Best results will come from unexpected places, IBM exec tells 3PL conference.

Most companies that aspire to disrupt their sectors need either large economies of scale (like Walmart Inc.) or a powerful network effect (like LinkedIn), but the rise of artificial intelligence (AI) offers a third option—data analytics—a speaker said Wednesday at a conference of freight brokers and third party logistics (3PL) providers.

Data analytics can reveal valuable patterns and predictions that provide a competitive advantage for firms as they enter "the mysterious world of a thinking business," said Paul Zikopoulos, a technology book author and vice president of cognitive big data systems for IBM Corp.


However, even if they can collect the data, most companies face a major challenge in figuring out how to leverage it, Zikopoulos told attendees at 3PL Technovations, a conference held in Tucson, Ariz., by the Transportation Intermediaries Association (TIA). "Most companies have an A+ in data collection, but only a C- in data decisioning," which is the process of using the data to make better choices, he said.

Without a sufficient strategy for applying AI and algorithms to that data, businesses will simply obscure their own results by drowning them in data. "Did we really think that adding more hay to the haystack would help us find the needle?" he asked, in reference to industry's failure to produce promised results of generating significant conclusions from "big data lakes."

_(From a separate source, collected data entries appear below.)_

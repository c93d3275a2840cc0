//! Weighted undirected network graph
//!
//! Thin wrapper around a petgraph [`UnGraph`] keyed by caller-supplied
//! [`NodeId`]s. The graph is simple (re-inserting an edge updates its
//! attributes) and immutable for the duration of any solve; solvers only
//! ever hold a shared reference or an owned bandwidth-filtered copy.

use std::collections::HashMap;

use petgraph::graph::{NodeIndex, UnGraph};
use petgraph::visit::EdgeRef;
use serde::{Deserialize, Serialize};

use crate::error::{Result, RouteError};
use crate::types::{NodeId, Path};

/// Per-node QoS attributes
#[derive(Debug, Clone, Copy, PartialEq, Serialize, Deserialize)]
pub struct NodeAttrs {
    /// Processing delay applied when traffic transits this node, ms.
    pub processing_delay: f64,
    /// Node reliability, in (0, 1].
    pub reliability: f64,
}

/// Per-link QoS attributes
#[derive(Debug, Clone, Copy, PartialEq, Serialize, Deserialize)]
pub struct LinkAttrs {
    /// Propagation delay of the link, ms.
    pub delay: f64,
    /// Link capacity, Mbps. Must be positive.
    pub bandwidth: f64,
    /// Link reliability, in (0, 1].
    pub reliability: f64,
}

/// Undirected, simple, attribute-weighted network graph
#[derive(Debug, Clone, Default)]
pub struct Network {
    pub(crate) graph: UnGraph<(NodeId, NodeAttrs), LinkAttrs>,
    pub(crate) index: HashMap<NodeId, NodeIndex>,
}

impl Network {
    pub fn new() -> Self {
        Self::default()
    }

    /// Add a node. Re-adding an existing id replaces its attributes.
    pub fn add_node(&mut self, id: NodeId, attrs: NodeAttrs) {
        match self.index.get(&id) {
            Some(&ix) => self.graph[ix] = (id, attrs),
            None => {
                let ix = self.graph.add_node((id, attrs));
                self.index.insert(id, ix);
            }
        }
    }

    /// Add an undirected link between two existing nodes.
    ///
    /// Re-adding an existing link replaces its attributes, keeping the graph
    /// simple. Self-loops are rejected.
    pub fn add_link(&mut self, a: NodeId, b: NodeId, attrs: LinkAttrs) -> Result<()> {
        if a == b {
            return Err(RouteError::InvalidQuery(format!(
                "self-loop on node {a} is not allowed"
            )));
        }
        let ia = *self
            .index
            .get(&a)
            .ok_or(RouteError::NodeNotFound(a))?;
        let ib = *self
            .index
            .get(&b)
            .ok_or(RouteError::NodeNotFound(b))?;
        self.graph.update_edge(ia, ib, attrs);
        Ok(())
    }

    pub fn contains(&self, id: NodeId) -> bool {
        self.index.contains_key(&id)
    }

    pub fn node_count(&self) -> usize {
        self.graph.node_count()
    }

    pub fn link_count(&self) -> usize {
        self.graph.edge_count()
    }

    /// Attributes of a node, if present.
    pub fn node(&self, id: NodeId) -> Option<&NodeAttrs> {
        self.index.get(&id).map(|&ix| &self.graph[ix].1)
    }

    /// Attributes of the link between `a` and `b`, if present.
    pub fn link(&self, a: NodeId, b: NodeId) -> Option<&LinkAttrs> {
        let ia = *self.index.get(&a)?;
        let ib = *self.index.get(&b)?;
        let edge = self.graph.find_edge(ia, ib)?;
        self.graph.edge_weight(edge)
    }

    /// All node ids, in insertion order.
    pub fn node_ids(&self) -> Vec<NodeId> {
        self.graph.node_weights().map(|(id, _)| *id).collect()
    }

    /// All links as `(a, b, attrs)` triples, in insertion order.
    pub fn links(&self) -> Vec<(NodeId, NodeId, LinkAttrs)> {
        self.graph
            .edge_references()
            .map(|edge| {
                (
                    self.graph[edge.source()].0,
                    self.graph[edge.target()].0,
                    *edge.weight(),
                )
            })
            .collect()
    }

    /// Neighbors of a node. Empty when the node is unknown or isolated.
    pub fn neighbors(&self, id: NodeId) -> Vec<NodeId> {
        match self.index.get(&id) {
            Some(&ix) => self
                .graph
                .neighbors(ix)
                .map(|nix| self.graph[nix].0)
                .collect(),
            None => Vec::new(),
        }
    }

    /// Bandwidth admission filter: a copy of this network keeping every node
    /// but only the links with `bandwidth >= min_bandwidth`.
    pub fn filtered(&self, min_bandwidth: f64) -> Network {
        let mut out = Network::new();
        for (id, attrs) in self.graph.node_weights() {
            out.add_node(*id, *attrs);
        }
        for edge in self.graph.edge_references() {
            let attrs = *edge.weight();
            if attrs.bandwidth >= min_bandwidth {
                let a = self.graph[edge.source()].0;
                let b = self.graph[edge.target()].0;
                // Both endpoints were just added, so this cannot fail.
                let _ = out.add_link(a, b, attrs);
            }
        }
        out
    }

    /// Shortest path from `a` to `b` by hop count, ignoring all QoS
    /// attributes. `None` when either node is unknown or no path exists.
    pub fn shortest_hop_path(&self, a: NodeId, b: NodeId) -> Option<Path> {
        let ia = *self.index.get(&a)?;
        let ib = *self.index.get(&b)?;
        let (_, nodes) =
            petgraph::algo::astar(&self.graph, ia, |n| n == ib, |_| 1u32, |_| 0u32)?;
        Some(nodes.into_iter().map(|ix| self.graph[ix].0).collect())
    }
}

#[cfg(test)]
mod tests {
    use super::*;

    fn node(delay: f64) -> NodeAttrs {
        NodeAttrs {
            processing_delay: delay,
            reliability: 0.99,
        }
    }

    fn link(bandwidth: f64) -> LinkAttrs {
        LinkAttrs {
            delay: 5.0,
            bandwidth,
            reliability: 0.99,
        }
    }

    fn line_network(len: u32) -> Network {
        let mut net = Network::new();
        for i in 0..len {
            net.add_node(NodeId(i), node(1.0));
        }
        for i in 0..len - 1 {
            net.add_link(NodeId(i), NodeId(i + 1), link(500.0)).unwrap();
        }
        net
    }

    #[test]
    fn test_add_and_lookup() {
        let net = line_network(3);
        assert_eq!(net.node_count(), 3);
        assert_eq!(net.link_count(), 2);
        assert!(net.contains(NodeId(0)));
        assert!(!net.contains(NodeId(9)));
        assert_eq!(net.node(NodeId(1)).unwrap().processing_delay, 1.0);
        assert_eq!(net.link(NodeId(0), NodeId(1)).unwrap().bandwidth, 500.0);
        assert_eq!(net.link(NodeId(1), NodeId(0)).unwrap().bandwidth, 500.0);
        assert!(net.link(NodeId(0), NodeId(2)).is_none());
    }

    #[test]
    fn test_readd_updates_in_place() {
        let mut net = line_network(2);
        net.add_link(NodeId(0), NodeId(1), link(100.0)).unwrap();
        assert_eq!(net.link_count(), 1);
        assert_eq!(net.link(NodeId(0), NodeId(1)).unwrap().bandwidth, 100.0);

        net.add_node(NodeId(0), node(7.0));
        assert_eq!(net.node_count(), 2);
        assert_eq!(net.node(NodeId(0)).unwrap().processing_delay, 7.0);
    }

    #[test]
    fn test_add_link_errors() {
        let mut net = line_network(2);
        assert!(matches!(
            net.add_link(NodeId(0), NodeId(0), link(100.0)),
            Err(RouteError::InvalidQuery(_))
        ));
        assert!(matches!(
            net.add_link(NodeId(0), NodeId(5), link(100.0)),
            Err(RouteError::NodeNotFound(NodeId(5)))
        ));
    }

    #[test]
    fn test_neighbors() {
        let net = line_network(3);
        let mut n = net.neighbors(NodeId(1));
        n.sort();
        assert_eq!(n, vec![NodeId(0), NodeId(2)]);
        assert!(net.neighbors(NodeId(42)).is_empty());
    }

    #[test]
    fn test_filtered_drops_thin_links_only() {
        let mut net = line_network(3);
        net.add_node(NodeId(3), node(1.0));
        net.add_link(NodeId(0), NodeId(3), link(50.0)).unwrap();

        let filtered = net.filtered(100.0);
        assert_eq!(filtered.node_count(), 4);
        assert_eq!(filtered.link_count(), 2);
        assert!(filtered.link(NodeId(0), NodeId(3)).is_none());
        assert!(filtered.link(NodeId(0), NodeId(1)).is_some());
    }

    #[test]
    fn test_shortest_hop_path_ignores_attributes() {
        // Triangle 0-1-2 plus a long detour 0-3-4-2 on much better links.
        let mut net = line_network(3);
        net.add_link(NodeId(0), NodeId(2), link(10.0)).unwrap();
        net.add_node(NodeId(3), node(0.1));
        net.add_node(NodeId(4), node(0.1));
        net.add_link(NodeId(0), NodeId(3), link(1000.0)).unwrap();
        net.add_link(NodeId(3), NodeId(4), link(1000.0)).unwrap();
        net.add_link(NodeId(4), NodeId(2), link(1000.0)).unwrap();

        let path = net.shortest_hop_path(NodeId(0), NodeId(2)).unwrap();
        assert_eq!(path, vec![NodeId(0), NodeId(2)]);
    }

    #[test]
    fn test_shortest_hop_path_disconnected() {
        let mut net = line_network(2);
        net.add_node(NodeId(5), node(1.0));
        assert!(net.shortest_hop_path(NodeId(0), NodeId(5)).is_none());
        assert!(net.shortest_hop_path(NodeId(0), NodeId(9)).is_none());
    }
}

To avoid that problem, users need either better algorithms or more creative sources of data. "You have to both use the data you have and understand that data will come from places you never imagined," Zikopoulos said. He cited examples of valuable data sprouting from unexpected sources, including: the rising use of What's App text messaging files as a tool to prove infidelity in Italian divorce courts; the case of a dermatologist who diagnosed an actor's thyroid cancer simply by seeing her appearance in a reality TV show; and rail line BNSF's practice of detecting wheel cracks by analyzing the sounds of trains passing over tracks.

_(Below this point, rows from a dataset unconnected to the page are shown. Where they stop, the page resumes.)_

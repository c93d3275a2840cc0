//! Common types used throughout qroute

use serde::{Deserialize, Serialize};

/// Node identifier within a network
#[derive(Debug, Clone, Copy, PartialEq, Eq, Hash, PartialOrd, Ord, Serialize, Deserialize)]
pub struct NodeId(pub u32);

impl std::fmt::Display for NodeId {
    fn fmt(&self, f: &mut std::fmt::Formatter<'_>) -> std::fmt::Result {
        write!(f, "{}", self.0)
    }
}

impl From<u32> for NodeId {
    fn from(id: u32) -> Self {
        Self(id)
    }
}

/// An ordered sequence of distinct nodes joined by edges.
///
/// A path with fewer than 2 nodes means "no path".
pub type Path = Vec<NodeId>;

/// Optimization weights for the three QoS criteria.
///
/// Each component lies in [0, 1] and the triple conventionally sums to 1.0
/// (not enforced). Scores computed under different weights are not
/// comparable. Weights are always passed explicitly per call; the cost model
/// keeps no ambient state.
#[derive(Debug, Clone, Copy, PartialEq, Serialize, Deserialize)]
pub struct Weights {
    /// Weight of the accumulated delay term (ms).
    pub delay: f64,
    /// Weight of the additive -ln(reliability) cost term.
    pub reliability: f64,
    /// Weight of the inverse-bandwidth resource term.
    pub resource: f64,
}

impl Weights {
    pub fn new(delay: f64, reliability: f64, resource: f64) -> Self {
        Self {
            delay,
            reliability,
            resource,
        }
    }

    /// Scale the triple so it sums to 1.0. A zero-sum triple falls back to
    /// the balanced default.
    pub fn normalized(delay: f64, reliability: f64, resource: f64) -> Self {
        let total = delay + reliability + resource;
        if total == 0.0 {
            return Self::default();
        }
        Self {
            delay: delay / total,
            reliability: reliability / total,
            resource: resource / total,
        }
    }
}

impl Default for Weights {
    /// Balanced profile: delay 0.33, reliability 0.33, resource 0.34.
    fn default() -> Self {
        Self {
            delay: 0.33,
            reliability: 0.33,
            resource: 0.34,
        }
    }
}

/// Cost breakdown for a path under a given weight triple.
///
/// Derived on demand, never stored. `score` is rounded to 4 decimal places,
/// `delay` to 2, `reliability` to 5; `bandwidth` is the integral bottleneck
/// capacity in Mbps.
#[derive(Debug, Clone, Copy, PartialEq, Serialize, Deserialize)]
pub struct CostReport {
    /// Weighted total cost. Lower is better.
    pub score: f64,
    /// Accumulated delay in ms (links plus intermediate-node processing).
    pub delay: f64,
    /// Bottleneck bandwidth along the path, Mbps.
    pub bandwidth: u32,
    /// Multiplicative end-to-end reliability, in (0, 1].
    pub reliability: f64,
}

impl CostReport {
    /// Sentinel report for a degenerate path (fewer than 2 nodes, or a node
    /// pair with no edge between them).
    pub const NO_PATH: CostReport = CostReport {
        score: f64::INFINITY,
        delay: f64::INFINITY,
        bandwidth: 0,
        reliability: 0.0,
    };

    pub fn is_no_path(&self) -> bool {
        self.score.is_infinite()
    }
}

/// Raw per-path metrics for reporting and Pareto-style inspection.
///
/// Unlike [`CostReport`], `reliability` here is the plain multiplicative
/// product, not the log-cost.
#[derive(Debug, Clone, Copy, PartialEq, Serialize, Deserialize)]
pub struct PathMetrics {
    /// Weighted score under the weights supplied at computation time.
    pub cost: f64,
    /// Accumulated delay in ms.
    pub delay: f64,
    /// Multiplicative end-to-end reliability.
    pub reliability: f64,
    /// Number of edges traversed.
    pub hops: usize,
}

#[cfg(test)]
mod tests {
    use super::*;

    #[test]
    fn test_node_id_display() {
        assert_eq!(NodeId(42).to_string(), "42");
    }

    #[test]
    fn test_weights_normalized() {
        let w = Weights::normalized(2.0, 1.0, 1.0);
        assert!((w.delay - 0.5).abs() < 1e-12);
        assert!((w.reliability - 0.25).abs() < 1e-12);
        assert!((w.resource - 0.25).abs() < 1e-12);
    }

    #[test]
    fn test_weights_normalized_zero_sum_falls_back() {
        let w = Weights::normalized(0.0, 0.0, 0.0);
        assert_eq!(w, Weights::default());
    }

    #[test]
    fn test_no_path_sentinel() {
        let report = CostReport::NO_PATH;
        assert!(report.is_no_path());
        assert!(report.score.is_infinite());
        assert!(report.delay.is_infinite());
        assert_eq!(report.bandwidth, 0);
        assert_eq!(report.reliability, 0.0);
    }

    #[test]
    fn test_weights_serialization() {
        let w = Weights::new(0.8, 0.1, 0.1);
        let json = serde_json::to_string(&w).unwrap();
        let parsed: Weights = serde_json::from_str(&json).unwrap();
        assert_eq!(parsed, w);
    }
}
//! Sparse state-action value table

use std::collections::HashMap;

use qroute_core::NodeId;

/// Q-table mapping `(state, action)` node pairs to learned values.
///
/// The state-action space is large and mostly unvisited, so the table is a
/// sparse map: looking up a pair that was never written yields 0.0. One
/// table is owned exclusively by one solver instance; it is mutated during
/// training and read-only during extraction.
#[derive(Debug, Clone, Default)]
pub struct QTable {
    values: HashMap<(NodeId, NodeId), f64>,
}

impl QTable {
    pub fn new() -> Self {
        Self::default()
    }

    /// Learned value for taking `action` in `state`; 0.0 when unvisited.
    pub fn get(&self, state: NodeId, action: NodeId) -> f64 {
        self.values.get(&(state, action)).copied().unwrap_or(0.0)
    }

    pub fn set(&mut self, state: NodeId, action: NodeId, value: f64) {
        self.values.insert((state, action), value);
    }

    /// Highest value over the given actions from `state`; 0.0 when the
    /// action set is empty (the one-step lookahead of the TD update).
    pub fn max_over(&self, state: NodeId, actions: &[NodeId]) -> f64 {
        if actions.is_empty() {
            return 0.0;
        }
        actions
            .iter()
            .map(|&action| self.get(state, action))
            .fold(f64::NEG_INFINITY, f64::max)
    }

    /// Number of state-action pairs ever written.
    pub fn len(&self) -> usize {
        self.values.len()
    }

    pub fn is_empty(&self) -> bool {
        self.values.is_empty()
    }
}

According to Zikopoulos, companies that have leveraged that unexpected data for profit include the Canadian cell phone network Rogers, which uses in-car wifi nodes to offer additional services such as geofencing for tracking subscribers' teen drivers or analyzing telematics data to predict maintenance issues. Another example he cited is the hair products vendor Pantene, which has boosted its sales of certain shampoos and conditioners by analyzing weather patterns and prompting individual customers to buy products to help them handle common challenges like the "frizzy" hair caused by humidity or the "fried" hair caused by dry weather.

Retail experts acknowledge that some of these applications may strike current consumers as an overly aggressive use of private data, but technology may also have an answer in the form of blockchain applications for secure information sharing. "What blockchain will do for trust is what the internet did for search," Zikopoulos said.

Because AI is still a young, fast-growing technology, most users will have to progress toward these goals by taking a series of small steps, he advised. That patient approach can help companies start with AI based on "supervised learning"—where humans "teach" computers to build algorithms for situations like distinguishing between alphabet letters in different fonts or between facial recognition images of similar-looking celebrities like comedian Will Ferrell and Red Hot Chile Peppers drummer Chad Smith, he said.

More advanced AI applications subscribe to "unsupervised learning," where computers themselves apply machine learning techniques to determine for themselves which variables produce the best results, and generate mathematical models and algorithms to track them, said Zikopoulos.

Whoever applies them first, the principles of AI will soon make an indelible mark on the business landscape, delivering profit to some users and leaving others on the sidelineshe said. "This is 'lift, shift, rift, or cliff' territory; there will be winners and there will be losers," Zikopoulos said.